## EXERCISE PROMPT
Find the lines holding the string "reference" in the data, then copy all of them.

*** Opening of MATERIALS PROVIDED ***

impl<T> Deque<T> {
  /// Creates an empty deque with [`DEFAULT_CAPACITY`] slots.
  ///
  /// ## Examples
  ///
  /// ```
  /// use ring_deque::Deque;
  ///
  /// let deque: Deque<u32> = Deque::new();
  /// assert!(deque.is_empty());
  /// ```
  #[inline]
  pub fn new() -> Self {
    Self {
      slots: vacant_slots(DEFAULT_CAPACITY),
      head: 0,
      tail: 0,
    }
  }

  /// Creates a deque of `len` vacant elements.
  ///
  /// The buffer is allocated with `2 * len` slots (at least two), so
  /// [`len`](Deque::len) reports `len` right away and every position reads as
  /// `None`.
  ///
  /// ## Examples
  ///
  /// ```
  /// use ring_deque::Deque;
  ///
  /// let mut deque = Deque::<u32>::with_len(4).unwrap();
  /// assert_eq!(deque.len(), 4);
  /// assert_eq!(deque.at(0), Ok(None));
  ///
  /// deque.push_back(1).unwrap();
  /// assert_eq!(deque.len(), 5);
  /// assert_eq!(deque.at(-1), Ok(Some(&1)));
  /// ```
  pub fn with_len(len: usize) -> Result<Self, Error> {
    let slots = try_vacant_slots(len.saturating_mul(2).max(MIN_SLOTS))?;
    Ok(Self {
      slots,
      head: 0,
      tail: len,
    })
  }

  /// Creates a deque from an iterator, reporting allocation failures instead
  /// of aborting.
  ///
  /// ## Examples
  ///
  /// ```
  /// use ring_deque::Deque;
  ///
  /// let deque = Deque::from_iter_checked(0..32).unwrap();
  /// assert_eq!(deque.len(), 32);
  /// assert_eq!(deque.get(-1), Ok(Some(&31)));
  /// ```
  pub fn from_iter_checked<I: IntoIterator<Item = T>>(iter: I) -> Result<Self, Error> {
    let mut deque = Self::new();
    for value in iter {
      deque.push_back(value)?;
    }
    Ok(deque)
  }

  /// Creates a deque from slots, keeping vacant ones in place.
  ///
  /// This is the inverse of [`to_array`](Deque::to_array).
  ///
  /// ## Examples
  ///
  /// ```
  /// use ring_deque::Deque;
  ///
  /// let mut deque = Deque::with_len(2).unwrap();
  /// deque.push_back('a').unwrap();
  ///
  /// let rebuilt = Deque::from_slots(deque.to_array().into_vec()).unwrap();
  /// assert_eq!(rebuilt, deque);
  /// assert_eq!(rebuilt.get(0), Ok(None));
  /// ```
  pub fn from_slots<I: IntoIterator<Item = Option<T>>>(slots: I) -> Result<Self, Error> {
    let mut deque = Self::new();
    for slot in slots {
      deque.push_slot(slot)?;
    }
    Ok(deque)
  }

  /// Returns a [`Collector`] that folds values into a fresh deque.
  ///
  /// ## Examples
  ///
  /// ```
  /// use ring_deque::Deque;
  ///
  /// let collector = Deque::collector();
  /// let deque = collector.reduce((0..5).map(|x| x * 10)).unwrap();
  /// assert_eq!(deque.get(2), Ok(Some(&20)));
  /// ```
  #[inline]
  pub const fn collector() -> Collector<T> {
    Collector::new()
  }

  /// Returns the number of logical positions, vacant ones included.
  #[inline]
  pub fn len(&self) -> usize {
    self.wrap_sub(self.tail, self.head)
  }

  /// Returns `true` if the deque holds no positions.
  ///
  /// ## Examples
  ///
  /// ```
  /// use ring_deque::Deque;
  ///
  /// let mut deque = Deque::new();
  /// assert!(deque.is_empty());
  /// deque.push_front(1).unwrap();
  /// assert!(!deque.is_empty());
  /// ```
  #[inline]
  pub fn is_empty(&self) -> bool {
    self.head == self.tail
  }

  /// Returns how many elements fit before the next push grows the buffer.
  ///
  /// One slot of the buffer always stays vacant, so this is one less than the
  /// number of allocated slots.
  ///
  /// ## Examples
  ///
  /// ```
  /// use ring_deque::{Deque, DEFAULT_CAPACITY};
  ///
  /// let deque: Deque<u8> = Deque::new();
  /// assert_eq!(deque.capacity(), DEFAULT_CAPACITY - 1);
  /// ```
  #[inline]
  pub fn capacity(&self) -> usize {
    self.slots.len() - 1
  }

  /// Returns the slot at `index`, which may count back from the end when
  /// negative.
  ///
  /// Fails with [`Error::OutOfRange`] when the resolved index is outside
  /// `0..len`. A vacant position reads as `Ok(None)`.
  ///
  /// ## Examples
  ///
  /// ```
  /// use ring_deque::{Deque, Error};
  ///
  /// let deque = Deque::from([10, 20, 30]);
  /// assert_eq!(deque.get(0), Ok(Some(&10)));
  /// assert_eq!(deque.get(-1), Ok(Some(&30)));
  /// assert_eq!(deque.get(3), Err(Error::OutOfRange { index: 3, len: 3 }));
  /// assert_eq!(deque.get(-4), Err(Error::OutOfRange { index: -1, len: 3 }));
  /// ```
  #[inline]
  pub fn get(&self, index: isize) -> Result<Option<&T>, Error> {
    let idx = self.physical_slot(index)?;
    Ok(self.slots[idx].as_ref())
  }

  /// Alias of [`get`](Deque::get).
  #[inline]
  pub fn at(&self, index: isize) -> Result<Option<&T>, Error> {
    self.get(index)
  }

  /// Returns a mutable reference into the slot at `index`.
  ///
  /// ## Examples
  ///
  /// ```
  /// use ring_deque::Deque;
  ///
  /// let mut deque = Deque::from([1, 2]);
  /// if let Ok(Some(last)) = deque.get_mut(-1) {
  ///   *last += 5;
  /// }
  /// assert_eq!(deque.get(1), Ok(Some(&7)));
  /// ```
  #[inline]
  pub fn get_mut(&mut self, index: isize) -> Result<Option<&mut T>, Error> {
    let idx = self.physical_slot(index)?;
    Ok(self.slots[idx].as_mut())
  }

  /// Overwrites the slot at `index`, returning what it held before.
  ///
  /// The length and the ends of the deque are left untouched.
  ///
  /// ## Examples
  ///
  /// ```
  /// use ring_deque::Deque;
  ///
  /// let mut deque = Deque::from([0]);
  /// assert_eq!(deque.set(0, 1), Ok(Some(0)));
  /// assert_eq!(deque.at(0), Ok(Some(&1)));
  /// assert!(deque.set(1, 2).is_err());
  /// ```
  #[inline]
  pub fn set(&mut self, index: isize, value: T) -> Result<Option<T>, Error> {
    let idx = self.physical_slot(index)?;
    Ok(self.slots[idx].replace(value))
  }

  /// Provides a reference to the front element, or `None` if the deque is
  /// empty or its front slot is vacant.
  #[inline]
  pub fn front(&self) -> Option<&T> {
    if self.is_empty() {
      None
    } else {
      self.slots[self.head].as_ref()
    }
  }

  /// Provides a reference to the back element, or `None` if the deque is
  /// empty or its back slot is vacant.
  #[inline]
  pub fn back(&self) -> Option<&T> {
    if self.is_empty() {
      None
    } else {
      self.slots[self.wrap_sub(self.tail, 1)].as_ref()
    }
  }

  /// Appends an element to the back of the deque.
  ///
  /// The buffer doubles first when the push would occupy its last vacant
  /// slot. If that allocation fails the deque is left unchanged.
  ///
  /// ## Examples
  ///
  /// ```
  /// use ring_deque::Deque;
  ///
  /// let mut deque = Deque::new();
  /// for value in 0..100 {
  ///   deque.push_back(value).unwrap();
  /// }
  /// assert_eq!(deque.len(), 100);
  /// assert_eq!(deque.back(), Some(&99));
  /// ```
  pub fn push_back(&mut self, value: T) -> Result<(), Error> {
    self.push_slot(Some(value))
  }

  /// Prepends an element to the front of the deque.
  ///
  /// ## Examples
  ///
  /// ```
  /// use ring_deque::Deque;
  ///
  /// let mut deque = Deque::new();
  /// deque.push_front(1).unwrap();
  /// deque.push_front(2).unwrap();
  /// assert_eq!(deque.front(), Some(&2));
  /// ```
  pub fn push_front(&mut self, value: T) -> Result<(), Error> {
    if self.is_full() {
      self.grow()?;
    }
    self.head = self.wrap_sub(self.head, 1);
    self.slots[self.head] = Some(value);
    Ok(())
  }

  /// Removes the front position and returns its slot.
  ///
  /// Fails with [`Error::Underflow`] on an empty deque. The buffer halves
  /// once fewer than a quarter of its slots remain in use.
  ///
  /// ## Examples
  ///
  /// ```
  /// use ring_deque::{Deque, Error};
  ///
  /// let mut deque = Deque::from([1, 2]);
  /// assert_eq!(deque.pop_front(), Ok(Some(1)));
  /// assert_eq!(deque.pop_front(), Ok(Some(2)));
  /// assert_eq!(deque.pop_front(), Err(Error::Underflow));
  /// ```
  pub fn pop_front(&mut self) -> Result<Option<T>, Error> {
    if self.is_empty() {
      return Err(Error::Underflow);
    }
    let shrunk = self.shrunk_slots(self.len() - 1)?;
    let slot = self.take_front();
    if let Some(slots) = shrunk {
      self.relocate(slots);
    }
    Ok(slot.flatten())
  }

  /// Removes the back position and returns its slot.
  ///
  /// ## Examples
  ///
  /// ```
  /// use ring_deque::{Deque, Error};
  ///
  /// let mut deque = Deque::new();
  /// assert_eq!(deque.pop_back(), Err(Error::Underflow));
  /// deque.push_back(1).unwrap();
  /// deque.push_back(3).unwrap();
  /// assert_eq!(deque.pop_back(), Ok(Some(3)));
  /// ```
  pub fn pop_back(&mut self) -> Result<Option<T>, Error> {
    if self.is_empty() {
      return Err(Error::Underflow);
    }
    let shrunk = self.shrunk_slots(self.len() - 1)?;
    let slot = self.take_back();
    if let Some(slots) = shrunk {
      self.relocate(slots);
    }
    Ok(slot.flatten())
  }

  /// Resets the deque to an empty buffer of [`DEFAULT_CAPACITY`] slots,
  /// dropping every element it held.
  ///
  /// ## Examples
  ///
  /// ```
  /// use ring_deque::Deque;
  ///
  /// let mut deque = Deque::from([1, 2, 3]);
  /// deque.clear();
  /// assert!(deque.is_empty());
  /// deque.push_back(4).unwrap();
  /// assert_eq!(deque.len(), 1);
  /// ```
  #[inline]
  pub fn clear(&mut self) {
    *self = Self::new();
  }

  /// Returns a front-to-back iterator over the slots.
  ///
  /// ## Examples
  ///
  /// ```
  /// use ring_deque::Deque;
  ///
  /// let deque = Deque::from([5, 3, 4]);
  /// let b: &[_] = &[Some(&5), Some(&3), Some(&4)];
  /// let c: Vec<Option<&i32>> = deque.iter().collect();
  /// assert_eq!(&c[..], b);
  /// ```
  #[inline]
  pub fn iter(&self) -> Iter<'_, T> {
    Iter::new(&self.slots, self.head, self.tail)
  }

  /// Returns a front-to-back iterator that allows modifying each element.
  ///
  /// ## Examples
  ///
  /// ```
  /// use ring_deque::Deque;
  ///
  /// let mut deque = Deque::from([5, 3, 4]);
  /// for num in deque.iter_mut().flatten() {
  ///   *num -= 2;
  /// }
  /// assert_eq!(deque, Deque::from([3, 1, 2]));
  /// ```
  #[inline]
  pub fn iter_mut(&mut self) -> IterMut<'_, T> {
    let (a, b) = self.as_mut_slices();
    IterMut::new(a.iter_mut(), b.iter_mut())
  }

  /// Returns an iterator over the occupied slots only.
  ///
  /// ## Examples
  ///
  /// ```
  /// use ring_deque::Deque;
  ///
  /// let mut deque = Deque::with_len(2).unwrap();
  /// deque.push_back(7).unwrap();
  /// assert_eq!(deque.elements().copied().collect::<Vec<_>>(), vec![7]);
  /// ```
  #[inline]
  pub fn elements(&self) -> Flatten<Iter<'_, T>> {
    self.iter().flatten()
  }

  /// Returns a pair of slices which contain, in order, the slots of the
  /// deque.
  ///
  /// ## Examples
  ///
  /// ```
  /// use ring_deque::Deque;
  ///
  /// let mut deque = Deque::new();
  /// deque.push_back(0).unwrap();
  /// deque.push_back(1).unwrap();
  /// deque.push_front(10).unwrap();
  ///
  /// assert_eq!(deque.as_slices(), (&[Some(10)][..], &[Some(0), Some(1)][..]));
  /// ```
  #[inline]
  pub fn as_slices(&self) -> (&[Option<T>], &[Option<T>]) {
    let (a, b) = self.slot_ranges();
    (&self.slots[a], &self.slots[b])
  }

  /// Returns a pair of mutable slices which contain, in order, the slots of
  /// the deque.
  pub fn as_mut_slices(&mut self) -> (&mut [Option<T>], &mut [Option<T>]) {
    let (a, b) = self.slot_ranges();
    if b.is_empty() {
      (&mut self.slots[a], Default::default())
    } else {
      let (lower, upper) = self.slots.split_at_mut(a.start);
      (upper, &mut lower[b])
    }
  }

  /// Copies the half-open logical range `start..end` into a new deque.
  ///
  /// Negative bounds count back from the end and `end` may equal the length.
  /// Fails with [`Error::OutOfRange`] when a bound resolves outside `0..=len`
  /// or when `start` resolves past `end`.
  ///
  /// ## Examples
  ///
  /// ```
  /// use ring_deque::Deque;
  ///
  /// let deque = Deque::from([0, 1, 2, 3, 4]);
  /// let middle = deque.slice(1, -1).unwrap();
  /// assert_eq!(middle, Deque::from([1, 2, 3]));
  /// assert!(deque.slice(3, 1).is_err());
  /// ```
  pub fn slice(&self, start: isize, end: isize) -> Result<Self, Error>
  where
    T: Clone,
  {
    let len = self.len();
    let start = self.logical_index(start, len + 1)?;
    let end = self.logical_index(end, len + 1)?;
    if start > end {
      return Err(Error::OutOfRange {
        index: start as isize,
        len,
      });
    }

    let count = end - start;
    let mut slots = try_vacant_slots(count.saturating_mul(2).max(MIN_SLOTS))?;
    for (dst, logical) in slots.iter_mut().zip(start..end) {
      dst.clone_from(&self.slots[self.to_physical_idx(logical)]);
    }
    Ok(Self {
      slots,
      head: 0,
      tail: count,
    })
  }

  /// Moves every slot of `other` to the back of `self`, leaving `other`
  /// empty.
  ///
  /// The room needed is reserved up front, so on failure both deques are
  /// left unchanged.
  ///
  /// ## Examples
  ///
  /// ```
  /// use ring_deque::Deque;
  ///
  /// let mut left = Deque::from([1, 2]);
  /// let mut right = Deque::from([3, 4]);
  /// left.append(&mut right).unwrap();
  /// assert_eq!(left, Deque::from([1, 2, 3, 4]));
  /// assert!(right.is_empty());
  /// ```
  pub fn append(&mut self, other: &mut Self) -> Result<(), Error> {
    self.reserve(other.len())?;
    let (front, back) = other.as_mut_slices();
    for slot in front.iter_mut().chain(back.iter_mut()) {
      self.write_back(slot.take());
    }
    other.head = 0;
    other.tail = 0;
    Ok(())
  }
}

*** Close of MATERIALS PROVIDED ***

## RESULT BELOW
  /// Returns a mutable reference into the slot at `index`.
  /// Provides a reference to the front element, or `None` if the deque is
  /// Provides a reference to the back element, or `None` if the deque is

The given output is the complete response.